Top of AVAILABLE DATA
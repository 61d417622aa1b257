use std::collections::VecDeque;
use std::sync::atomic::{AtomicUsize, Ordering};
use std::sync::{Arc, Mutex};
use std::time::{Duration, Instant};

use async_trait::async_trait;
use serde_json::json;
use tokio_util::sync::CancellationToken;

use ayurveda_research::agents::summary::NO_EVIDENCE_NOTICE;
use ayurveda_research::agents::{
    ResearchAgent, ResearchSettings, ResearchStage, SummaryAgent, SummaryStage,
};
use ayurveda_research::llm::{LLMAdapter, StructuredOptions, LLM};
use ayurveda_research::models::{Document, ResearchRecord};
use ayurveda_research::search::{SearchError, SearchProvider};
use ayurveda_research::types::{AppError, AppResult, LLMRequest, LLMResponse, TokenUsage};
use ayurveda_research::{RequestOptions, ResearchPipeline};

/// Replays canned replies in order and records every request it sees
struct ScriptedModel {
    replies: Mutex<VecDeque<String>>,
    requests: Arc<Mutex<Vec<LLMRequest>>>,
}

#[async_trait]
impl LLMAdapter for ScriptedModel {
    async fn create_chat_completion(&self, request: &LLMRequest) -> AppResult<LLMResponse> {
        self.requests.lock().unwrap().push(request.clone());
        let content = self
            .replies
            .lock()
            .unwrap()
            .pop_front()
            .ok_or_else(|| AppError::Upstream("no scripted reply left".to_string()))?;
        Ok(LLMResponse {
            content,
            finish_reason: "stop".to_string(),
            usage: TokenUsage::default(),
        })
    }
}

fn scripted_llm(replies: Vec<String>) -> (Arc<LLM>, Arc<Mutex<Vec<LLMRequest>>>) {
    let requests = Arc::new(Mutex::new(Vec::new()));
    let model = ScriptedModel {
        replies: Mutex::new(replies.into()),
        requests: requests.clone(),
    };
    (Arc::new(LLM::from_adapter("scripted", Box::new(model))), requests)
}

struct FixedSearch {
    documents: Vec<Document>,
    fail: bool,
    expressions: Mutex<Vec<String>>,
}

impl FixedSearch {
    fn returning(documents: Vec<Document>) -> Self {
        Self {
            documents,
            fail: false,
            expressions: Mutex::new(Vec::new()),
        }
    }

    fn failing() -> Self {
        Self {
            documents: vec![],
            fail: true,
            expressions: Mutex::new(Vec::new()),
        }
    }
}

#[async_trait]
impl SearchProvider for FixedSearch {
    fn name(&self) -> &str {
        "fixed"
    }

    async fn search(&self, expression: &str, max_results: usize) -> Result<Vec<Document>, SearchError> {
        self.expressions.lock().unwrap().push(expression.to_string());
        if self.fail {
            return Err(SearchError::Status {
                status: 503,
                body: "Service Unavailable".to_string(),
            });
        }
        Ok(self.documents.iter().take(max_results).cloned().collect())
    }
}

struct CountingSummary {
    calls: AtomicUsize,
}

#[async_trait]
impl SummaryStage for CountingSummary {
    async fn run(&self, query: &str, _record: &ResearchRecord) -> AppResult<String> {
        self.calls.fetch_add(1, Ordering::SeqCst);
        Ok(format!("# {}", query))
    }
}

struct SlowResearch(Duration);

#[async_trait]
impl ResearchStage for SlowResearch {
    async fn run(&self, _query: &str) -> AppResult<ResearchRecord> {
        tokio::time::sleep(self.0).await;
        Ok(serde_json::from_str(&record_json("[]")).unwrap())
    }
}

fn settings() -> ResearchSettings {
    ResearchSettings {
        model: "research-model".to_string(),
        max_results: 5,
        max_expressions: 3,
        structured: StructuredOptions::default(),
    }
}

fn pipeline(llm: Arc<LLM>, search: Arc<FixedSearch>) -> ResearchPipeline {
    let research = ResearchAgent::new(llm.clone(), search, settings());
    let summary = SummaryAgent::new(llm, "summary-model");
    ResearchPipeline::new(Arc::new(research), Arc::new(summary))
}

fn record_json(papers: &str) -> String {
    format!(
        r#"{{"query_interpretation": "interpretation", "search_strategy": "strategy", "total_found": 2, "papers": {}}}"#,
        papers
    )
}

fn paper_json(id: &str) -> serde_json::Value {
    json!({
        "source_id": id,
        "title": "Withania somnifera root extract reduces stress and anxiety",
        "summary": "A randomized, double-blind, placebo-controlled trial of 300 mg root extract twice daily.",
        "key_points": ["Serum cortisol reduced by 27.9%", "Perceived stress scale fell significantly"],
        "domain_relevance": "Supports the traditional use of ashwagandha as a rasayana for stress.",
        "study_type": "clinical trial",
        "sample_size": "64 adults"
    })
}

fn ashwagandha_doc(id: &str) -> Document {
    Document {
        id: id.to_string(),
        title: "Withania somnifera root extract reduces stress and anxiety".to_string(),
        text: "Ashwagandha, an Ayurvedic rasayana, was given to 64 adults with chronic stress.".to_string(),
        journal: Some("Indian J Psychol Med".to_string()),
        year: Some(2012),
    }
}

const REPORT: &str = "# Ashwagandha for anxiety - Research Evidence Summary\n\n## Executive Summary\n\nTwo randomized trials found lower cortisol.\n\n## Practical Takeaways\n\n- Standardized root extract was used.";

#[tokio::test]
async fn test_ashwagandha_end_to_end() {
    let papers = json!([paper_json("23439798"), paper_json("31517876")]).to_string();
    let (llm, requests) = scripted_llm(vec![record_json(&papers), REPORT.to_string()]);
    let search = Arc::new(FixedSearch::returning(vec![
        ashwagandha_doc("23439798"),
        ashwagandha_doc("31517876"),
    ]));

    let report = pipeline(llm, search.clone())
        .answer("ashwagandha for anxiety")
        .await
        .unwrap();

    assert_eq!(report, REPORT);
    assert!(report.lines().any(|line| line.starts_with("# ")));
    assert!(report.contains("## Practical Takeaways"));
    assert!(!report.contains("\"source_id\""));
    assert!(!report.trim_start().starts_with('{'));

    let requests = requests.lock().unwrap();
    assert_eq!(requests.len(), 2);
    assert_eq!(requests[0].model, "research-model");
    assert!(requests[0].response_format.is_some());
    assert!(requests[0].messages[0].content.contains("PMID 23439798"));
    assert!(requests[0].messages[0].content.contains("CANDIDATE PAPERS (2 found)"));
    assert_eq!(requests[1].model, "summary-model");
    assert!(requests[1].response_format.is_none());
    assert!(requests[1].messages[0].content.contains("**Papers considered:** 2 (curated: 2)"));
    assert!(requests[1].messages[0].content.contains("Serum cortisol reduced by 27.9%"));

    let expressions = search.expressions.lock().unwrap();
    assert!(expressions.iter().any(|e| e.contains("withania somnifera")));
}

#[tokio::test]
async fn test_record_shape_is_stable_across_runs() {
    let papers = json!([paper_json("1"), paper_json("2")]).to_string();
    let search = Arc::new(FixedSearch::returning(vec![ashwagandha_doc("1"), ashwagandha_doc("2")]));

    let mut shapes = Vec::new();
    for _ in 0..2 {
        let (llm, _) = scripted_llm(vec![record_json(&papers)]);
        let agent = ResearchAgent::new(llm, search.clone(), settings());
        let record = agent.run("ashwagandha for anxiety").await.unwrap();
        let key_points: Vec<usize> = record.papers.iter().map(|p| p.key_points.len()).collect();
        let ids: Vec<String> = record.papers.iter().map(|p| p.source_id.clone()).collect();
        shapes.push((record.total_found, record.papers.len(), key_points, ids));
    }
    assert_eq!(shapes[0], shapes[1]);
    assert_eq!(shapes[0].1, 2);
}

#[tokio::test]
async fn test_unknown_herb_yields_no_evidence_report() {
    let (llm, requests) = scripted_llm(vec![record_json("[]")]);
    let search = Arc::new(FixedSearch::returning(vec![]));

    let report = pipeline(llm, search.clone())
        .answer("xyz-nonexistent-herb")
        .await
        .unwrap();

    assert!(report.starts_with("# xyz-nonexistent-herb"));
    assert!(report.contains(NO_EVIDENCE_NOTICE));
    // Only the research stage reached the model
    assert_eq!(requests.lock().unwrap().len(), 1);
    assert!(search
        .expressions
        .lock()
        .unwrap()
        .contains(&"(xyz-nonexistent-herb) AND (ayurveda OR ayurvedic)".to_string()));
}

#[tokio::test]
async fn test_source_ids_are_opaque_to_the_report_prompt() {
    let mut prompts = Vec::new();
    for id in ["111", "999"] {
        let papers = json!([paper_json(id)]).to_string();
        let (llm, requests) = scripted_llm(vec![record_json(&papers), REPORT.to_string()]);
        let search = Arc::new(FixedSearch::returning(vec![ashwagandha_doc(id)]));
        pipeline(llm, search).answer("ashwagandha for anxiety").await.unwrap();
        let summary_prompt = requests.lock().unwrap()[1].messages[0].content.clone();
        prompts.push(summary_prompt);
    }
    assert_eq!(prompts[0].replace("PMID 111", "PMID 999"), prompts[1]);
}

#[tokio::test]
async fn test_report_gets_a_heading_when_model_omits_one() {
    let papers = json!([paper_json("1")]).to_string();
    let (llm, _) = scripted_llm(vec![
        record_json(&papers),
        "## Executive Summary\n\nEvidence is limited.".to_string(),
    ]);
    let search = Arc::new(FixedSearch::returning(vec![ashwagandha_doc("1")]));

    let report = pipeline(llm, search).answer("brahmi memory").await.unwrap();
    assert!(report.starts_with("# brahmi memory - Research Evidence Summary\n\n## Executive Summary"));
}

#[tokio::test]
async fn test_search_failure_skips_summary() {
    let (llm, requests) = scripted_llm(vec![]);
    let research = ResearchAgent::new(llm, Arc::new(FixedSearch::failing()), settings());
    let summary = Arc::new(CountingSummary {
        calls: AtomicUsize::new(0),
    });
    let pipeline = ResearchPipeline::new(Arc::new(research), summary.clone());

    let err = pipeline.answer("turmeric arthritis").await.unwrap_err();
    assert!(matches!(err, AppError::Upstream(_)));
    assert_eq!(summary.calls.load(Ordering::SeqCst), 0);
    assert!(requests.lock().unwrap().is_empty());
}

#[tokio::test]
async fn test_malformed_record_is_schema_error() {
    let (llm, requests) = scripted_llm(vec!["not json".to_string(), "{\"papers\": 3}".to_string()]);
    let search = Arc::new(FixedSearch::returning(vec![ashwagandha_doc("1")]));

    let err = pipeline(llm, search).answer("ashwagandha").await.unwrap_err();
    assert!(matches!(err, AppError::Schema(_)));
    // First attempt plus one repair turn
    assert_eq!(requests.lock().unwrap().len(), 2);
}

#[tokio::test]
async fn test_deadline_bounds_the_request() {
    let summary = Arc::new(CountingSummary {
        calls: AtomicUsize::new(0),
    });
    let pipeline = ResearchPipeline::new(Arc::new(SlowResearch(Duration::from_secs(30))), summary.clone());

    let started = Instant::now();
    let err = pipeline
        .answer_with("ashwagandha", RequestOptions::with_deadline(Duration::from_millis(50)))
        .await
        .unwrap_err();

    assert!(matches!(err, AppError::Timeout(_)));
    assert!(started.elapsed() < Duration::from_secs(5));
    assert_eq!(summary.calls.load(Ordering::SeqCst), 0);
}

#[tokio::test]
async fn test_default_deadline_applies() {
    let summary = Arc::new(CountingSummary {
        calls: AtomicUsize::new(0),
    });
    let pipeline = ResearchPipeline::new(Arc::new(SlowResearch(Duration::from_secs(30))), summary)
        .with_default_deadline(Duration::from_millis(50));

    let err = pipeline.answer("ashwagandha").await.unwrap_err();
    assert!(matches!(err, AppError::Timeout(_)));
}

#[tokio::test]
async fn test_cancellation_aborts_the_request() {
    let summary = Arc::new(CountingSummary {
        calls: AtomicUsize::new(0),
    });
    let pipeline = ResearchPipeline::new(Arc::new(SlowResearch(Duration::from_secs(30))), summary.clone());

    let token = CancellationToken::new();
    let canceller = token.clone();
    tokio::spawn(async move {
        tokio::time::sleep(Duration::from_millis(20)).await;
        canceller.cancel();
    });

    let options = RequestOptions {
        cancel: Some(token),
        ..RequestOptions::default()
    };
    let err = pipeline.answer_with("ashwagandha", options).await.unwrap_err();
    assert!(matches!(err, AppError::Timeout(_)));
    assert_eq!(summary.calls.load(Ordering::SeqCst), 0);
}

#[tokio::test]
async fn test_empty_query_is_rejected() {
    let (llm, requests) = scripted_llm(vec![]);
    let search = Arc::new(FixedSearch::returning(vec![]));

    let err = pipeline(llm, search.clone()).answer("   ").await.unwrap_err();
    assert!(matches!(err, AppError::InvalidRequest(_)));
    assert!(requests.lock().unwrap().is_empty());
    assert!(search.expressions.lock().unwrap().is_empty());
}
Bottom of AVAILABLE DATA
Top of AVAILABLE DATA
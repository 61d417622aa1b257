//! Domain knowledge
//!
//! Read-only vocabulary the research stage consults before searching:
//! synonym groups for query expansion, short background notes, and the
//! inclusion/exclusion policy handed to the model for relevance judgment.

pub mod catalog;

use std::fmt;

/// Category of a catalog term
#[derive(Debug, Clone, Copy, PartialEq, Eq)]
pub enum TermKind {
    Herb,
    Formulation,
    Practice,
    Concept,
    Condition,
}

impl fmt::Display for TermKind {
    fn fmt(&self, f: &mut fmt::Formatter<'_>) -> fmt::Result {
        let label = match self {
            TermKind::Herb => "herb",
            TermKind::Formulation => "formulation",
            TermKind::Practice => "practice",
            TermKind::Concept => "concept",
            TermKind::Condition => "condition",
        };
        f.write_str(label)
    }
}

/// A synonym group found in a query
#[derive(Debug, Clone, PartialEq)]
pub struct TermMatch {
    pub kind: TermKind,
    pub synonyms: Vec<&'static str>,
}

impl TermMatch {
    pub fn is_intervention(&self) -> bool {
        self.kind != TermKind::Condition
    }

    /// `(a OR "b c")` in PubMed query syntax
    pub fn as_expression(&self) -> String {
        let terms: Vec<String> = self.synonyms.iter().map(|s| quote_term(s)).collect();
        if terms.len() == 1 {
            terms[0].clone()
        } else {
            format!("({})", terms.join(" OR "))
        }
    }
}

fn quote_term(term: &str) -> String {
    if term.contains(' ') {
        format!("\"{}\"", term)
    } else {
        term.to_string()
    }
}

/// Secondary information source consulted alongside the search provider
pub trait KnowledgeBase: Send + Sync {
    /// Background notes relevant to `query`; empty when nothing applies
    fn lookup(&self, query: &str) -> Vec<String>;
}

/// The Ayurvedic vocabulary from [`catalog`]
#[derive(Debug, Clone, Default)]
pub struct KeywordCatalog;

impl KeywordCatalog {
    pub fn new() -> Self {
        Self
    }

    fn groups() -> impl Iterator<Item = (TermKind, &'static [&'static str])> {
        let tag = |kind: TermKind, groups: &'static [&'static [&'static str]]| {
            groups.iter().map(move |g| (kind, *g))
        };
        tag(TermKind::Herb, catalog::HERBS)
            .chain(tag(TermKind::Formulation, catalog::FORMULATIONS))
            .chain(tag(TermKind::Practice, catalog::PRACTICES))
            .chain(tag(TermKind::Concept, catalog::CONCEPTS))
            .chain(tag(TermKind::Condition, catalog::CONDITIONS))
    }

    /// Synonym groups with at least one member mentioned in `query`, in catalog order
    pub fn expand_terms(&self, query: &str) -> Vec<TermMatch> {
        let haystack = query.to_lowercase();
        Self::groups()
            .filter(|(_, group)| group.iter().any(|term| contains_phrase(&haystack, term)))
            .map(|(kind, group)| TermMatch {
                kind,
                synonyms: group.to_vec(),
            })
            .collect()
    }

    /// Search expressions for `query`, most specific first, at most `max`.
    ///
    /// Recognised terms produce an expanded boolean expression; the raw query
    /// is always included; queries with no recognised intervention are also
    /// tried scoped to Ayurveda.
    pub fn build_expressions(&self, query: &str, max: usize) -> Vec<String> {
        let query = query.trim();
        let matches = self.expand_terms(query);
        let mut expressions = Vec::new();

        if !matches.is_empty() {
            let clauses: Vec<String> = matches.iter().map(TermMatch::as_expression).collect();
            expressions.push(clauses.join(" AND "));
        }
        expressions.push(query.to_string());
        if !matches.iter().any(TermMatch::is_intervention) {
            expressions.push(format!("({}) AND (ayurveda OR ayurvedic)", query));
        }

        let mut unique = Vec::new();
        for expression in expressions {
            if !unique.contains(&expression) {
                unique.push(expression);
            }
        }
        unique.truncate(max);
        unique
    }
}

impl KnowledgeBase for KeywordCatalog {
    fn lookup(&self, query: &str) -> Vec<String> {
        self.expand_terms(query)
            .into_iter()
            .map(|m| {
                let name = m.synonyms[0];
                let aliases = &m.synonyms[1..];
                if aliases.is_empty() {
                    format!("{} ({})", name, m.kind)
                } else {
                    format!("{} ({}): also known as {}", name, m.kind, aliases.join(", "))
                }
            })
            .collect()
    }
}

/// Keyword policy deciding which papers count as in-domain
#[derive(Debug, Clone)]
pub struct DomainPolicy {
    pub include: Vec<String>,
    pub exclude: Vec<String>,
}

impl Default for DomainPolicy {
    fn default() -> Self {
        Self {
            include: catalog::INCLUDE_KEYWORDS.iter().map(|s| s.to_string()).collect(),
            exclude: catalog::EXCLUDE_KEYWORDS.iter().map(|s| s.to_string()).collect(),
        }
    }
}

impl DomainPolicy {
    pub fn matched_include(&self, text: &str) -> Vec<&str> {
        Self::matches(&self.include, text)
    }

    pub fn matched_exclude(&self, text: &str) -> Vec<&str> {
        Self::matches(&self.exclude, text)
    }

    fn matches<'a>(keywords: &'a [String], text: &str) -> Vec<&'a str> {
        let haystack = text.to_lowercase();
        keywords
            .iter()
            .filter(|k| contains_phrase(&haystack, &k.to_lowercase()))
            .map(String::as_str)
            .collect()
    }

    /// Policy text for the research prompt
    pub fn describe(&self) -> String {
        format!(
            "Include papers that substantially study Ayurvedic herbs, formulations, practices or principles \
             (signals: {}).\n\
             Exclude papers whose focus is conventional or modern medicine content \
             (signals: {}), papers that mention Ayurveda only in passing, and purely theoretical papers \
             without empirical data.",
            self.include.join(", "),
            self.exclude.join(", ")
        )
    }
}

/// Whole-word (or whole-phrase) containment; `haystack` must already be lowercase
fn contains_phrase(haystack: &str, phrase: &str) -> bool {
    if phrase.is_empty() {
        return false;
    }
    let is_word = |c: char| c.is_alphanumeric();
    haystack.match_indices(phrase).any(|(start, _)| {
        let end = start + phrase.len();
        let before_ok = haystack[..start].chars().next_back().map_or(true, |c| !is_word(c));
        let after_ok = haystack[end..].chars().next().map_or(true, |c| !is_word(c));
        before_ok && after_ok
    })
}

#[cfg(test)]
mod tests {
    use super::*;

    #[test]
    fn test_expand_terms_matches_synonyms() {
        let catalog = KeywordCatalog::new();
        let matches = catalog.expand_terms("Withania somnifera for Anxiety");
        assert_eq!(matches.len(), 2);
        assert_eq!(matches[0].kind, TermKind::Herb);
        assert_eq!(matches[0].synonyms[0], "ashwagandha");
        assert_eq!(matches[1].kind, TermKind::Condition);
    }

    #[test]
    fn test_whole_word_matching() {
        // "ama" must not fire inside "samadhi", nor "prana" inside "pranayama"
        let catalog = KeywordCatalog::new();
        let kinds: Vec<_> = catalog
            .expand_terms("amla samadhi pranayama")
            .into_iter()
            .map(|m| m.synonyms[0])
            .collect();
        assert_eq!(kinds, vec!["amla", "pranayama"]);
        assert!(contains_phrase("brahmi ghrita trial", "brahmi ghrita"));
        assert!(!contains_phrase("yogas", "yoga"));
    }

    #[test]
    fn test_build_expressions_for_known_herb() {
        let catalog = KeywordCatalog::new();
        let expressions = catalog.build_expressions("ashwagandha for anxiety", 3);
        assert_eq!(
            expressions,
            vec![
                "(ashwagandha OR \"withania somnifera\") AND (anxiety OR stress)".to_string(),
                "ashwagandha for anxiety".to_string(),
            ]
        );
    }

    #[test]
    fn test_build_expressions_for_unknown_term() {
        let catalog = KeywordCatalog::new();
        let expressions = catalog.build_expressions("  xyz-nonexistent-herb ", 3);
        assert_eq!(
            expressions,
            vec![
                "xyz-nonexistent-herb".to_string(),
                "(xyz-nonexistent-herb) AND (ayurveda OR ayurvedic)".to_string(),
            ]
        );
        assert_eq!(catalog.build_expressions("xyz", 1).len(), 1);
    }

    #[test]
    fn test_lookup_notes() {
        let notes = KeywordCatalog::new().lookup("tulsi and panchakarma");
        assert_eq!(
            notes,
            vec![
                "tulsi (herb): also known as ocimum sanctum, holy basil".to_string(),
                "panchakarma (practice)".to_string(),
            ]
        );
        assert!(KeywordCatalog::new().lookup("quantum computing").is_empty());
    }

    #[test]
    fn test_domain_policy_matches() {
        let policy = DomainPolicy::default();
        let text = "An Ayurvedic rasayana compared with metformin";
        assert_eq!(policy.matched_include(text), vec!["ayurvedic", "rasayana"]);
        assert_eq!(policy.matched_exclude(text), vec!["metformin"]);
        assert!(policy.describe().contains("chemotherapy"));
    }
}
Bottom of AVAILABLE DATA
(REQUIRED ACTION): Once you have located every line with the word "true" in the material above, list those lines.

(EXERCISE RESPONSE):
            fail: true,
        let before_ok = haystack[..start].chars().next_back().map_or(true, |c| !is_word(c));
        let after_ok = haystack[end..].chars().next().map_or(true, |c| !is_word(c));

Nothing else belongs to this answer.